Activity
Lines of the listing below that contain the string "Clone" are to be returned.
= Beginning of Section =
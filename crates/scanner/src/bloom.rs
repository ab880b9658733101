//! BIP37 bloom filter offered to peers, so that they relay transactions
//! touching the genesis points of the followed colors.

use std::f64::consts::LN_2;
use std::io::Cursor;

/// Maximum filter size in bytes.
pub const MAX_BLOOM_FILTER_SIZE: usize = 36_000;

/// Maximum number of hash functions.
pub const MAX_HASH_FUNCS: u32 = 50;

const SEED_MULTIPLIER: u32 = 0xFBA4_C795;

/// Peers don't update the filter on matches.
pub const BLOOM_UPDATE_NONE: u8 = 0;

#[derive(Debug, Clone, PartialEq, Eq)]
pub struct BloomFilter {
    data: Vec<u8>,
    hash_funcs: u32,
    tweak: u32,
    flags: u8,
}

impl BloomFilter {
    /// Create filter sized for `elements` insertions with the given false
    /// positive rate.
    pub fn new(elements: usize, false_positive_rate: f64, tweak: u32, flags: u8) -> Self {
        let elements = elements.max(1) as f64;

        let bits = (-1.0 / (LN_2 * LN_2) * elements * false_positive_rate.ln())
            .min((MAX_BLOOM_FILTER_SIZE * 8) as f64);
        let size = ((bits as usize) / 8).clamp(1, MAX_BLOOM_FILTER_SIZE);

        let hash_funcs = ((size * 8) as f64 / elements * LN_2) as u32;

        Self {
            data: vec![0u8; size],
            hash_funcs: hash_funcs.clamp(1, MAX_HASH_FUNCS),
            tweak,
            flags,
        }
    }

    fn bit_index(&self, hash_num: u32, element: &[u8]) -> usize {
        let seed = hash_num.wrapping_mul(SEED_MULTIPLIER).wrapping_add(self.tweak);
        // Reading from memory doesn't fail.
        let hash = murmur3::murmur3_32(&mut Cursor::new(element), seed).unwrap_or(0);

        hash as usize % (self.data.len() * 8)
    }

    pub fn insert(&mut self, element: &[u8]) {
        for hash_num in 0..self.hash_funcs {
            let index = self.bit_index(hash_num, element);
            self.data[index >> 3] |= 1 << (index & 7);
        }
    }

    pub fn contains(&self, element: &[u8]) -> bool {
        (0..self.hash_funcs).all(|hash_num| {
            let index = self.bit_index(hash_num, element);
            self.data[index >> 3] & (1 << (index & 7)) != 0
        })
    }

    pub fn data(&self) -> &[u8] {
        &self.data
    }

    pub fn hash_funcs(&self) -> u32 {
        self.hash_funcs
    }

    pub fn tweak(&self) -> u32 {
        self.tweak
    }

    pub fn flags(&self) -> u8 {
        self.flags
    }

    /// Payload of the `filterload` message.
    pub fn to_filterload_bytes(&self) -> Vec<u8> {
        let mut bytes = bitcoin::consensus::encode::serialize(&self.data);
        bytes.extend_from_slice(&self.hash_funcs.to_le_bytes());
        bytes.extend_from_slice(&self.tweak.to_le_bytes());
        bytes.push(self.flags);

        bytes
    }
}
= End of Section =
= Beginning of Section =
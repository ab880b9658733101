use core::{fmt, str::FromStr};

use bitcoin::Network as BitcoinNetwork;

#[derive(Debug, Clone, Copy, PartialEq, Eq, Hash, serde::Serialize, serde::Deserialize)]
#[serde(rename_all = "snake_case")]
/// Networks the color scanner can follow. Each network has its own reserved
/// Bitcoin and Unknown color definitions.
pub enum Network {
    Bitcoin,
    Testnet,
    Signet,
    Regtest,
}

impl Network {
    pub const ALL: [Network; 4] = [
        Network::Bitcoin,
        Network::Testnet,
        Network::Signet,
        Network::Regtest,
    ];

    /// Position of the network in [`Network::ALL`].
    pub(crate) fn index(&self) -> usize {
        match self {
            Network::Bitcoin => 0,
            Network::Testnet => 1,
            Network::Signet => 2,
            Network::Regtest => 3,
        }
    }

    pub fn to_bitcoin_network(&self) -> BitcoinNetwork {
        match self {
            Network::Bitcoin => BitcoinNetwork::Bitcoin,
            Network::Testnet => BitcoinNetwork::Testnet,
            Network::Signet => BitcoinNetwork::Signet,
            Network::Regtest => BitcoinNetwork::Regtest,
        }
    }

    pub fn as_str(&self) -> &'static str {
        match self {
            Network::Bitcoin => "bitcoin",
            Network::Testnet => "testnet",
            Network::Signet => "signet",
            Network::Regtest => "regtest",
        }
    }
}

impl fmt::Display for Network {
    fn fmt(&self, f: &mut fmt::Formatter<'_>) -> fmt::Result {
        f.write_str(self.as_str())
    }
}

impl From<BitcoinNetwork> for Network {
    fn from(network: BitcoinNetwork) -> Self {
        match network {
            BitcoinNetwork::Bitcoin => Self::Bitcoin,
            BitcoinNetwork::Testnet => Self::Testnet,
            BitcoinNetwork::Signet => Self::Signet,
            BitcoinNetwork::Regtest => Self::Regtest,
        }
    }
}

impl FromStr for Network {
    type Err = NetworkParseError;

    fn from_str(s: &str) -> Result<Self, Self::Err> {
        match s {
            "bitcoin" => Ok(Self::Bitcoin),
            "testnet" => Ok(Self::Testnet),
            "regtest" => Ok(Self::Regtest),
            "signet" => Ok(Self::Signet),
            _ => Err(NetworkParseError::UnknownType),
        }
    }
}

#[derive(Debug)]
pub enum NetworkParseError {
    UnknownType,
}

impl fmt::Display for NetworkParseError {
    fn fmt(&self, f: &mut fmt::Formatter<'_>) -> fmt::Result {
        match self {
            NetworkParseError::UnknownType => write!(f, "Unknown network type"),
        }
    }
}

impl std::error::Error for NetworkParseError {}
= End of Section =
Problem solution
#[derive(Debug, Clone, PartialEq, Eq)]
#[derive(Debug, Clone, Copy, PartialEq, Eq, Hash, serde::Serialize, serde::Deserialize)]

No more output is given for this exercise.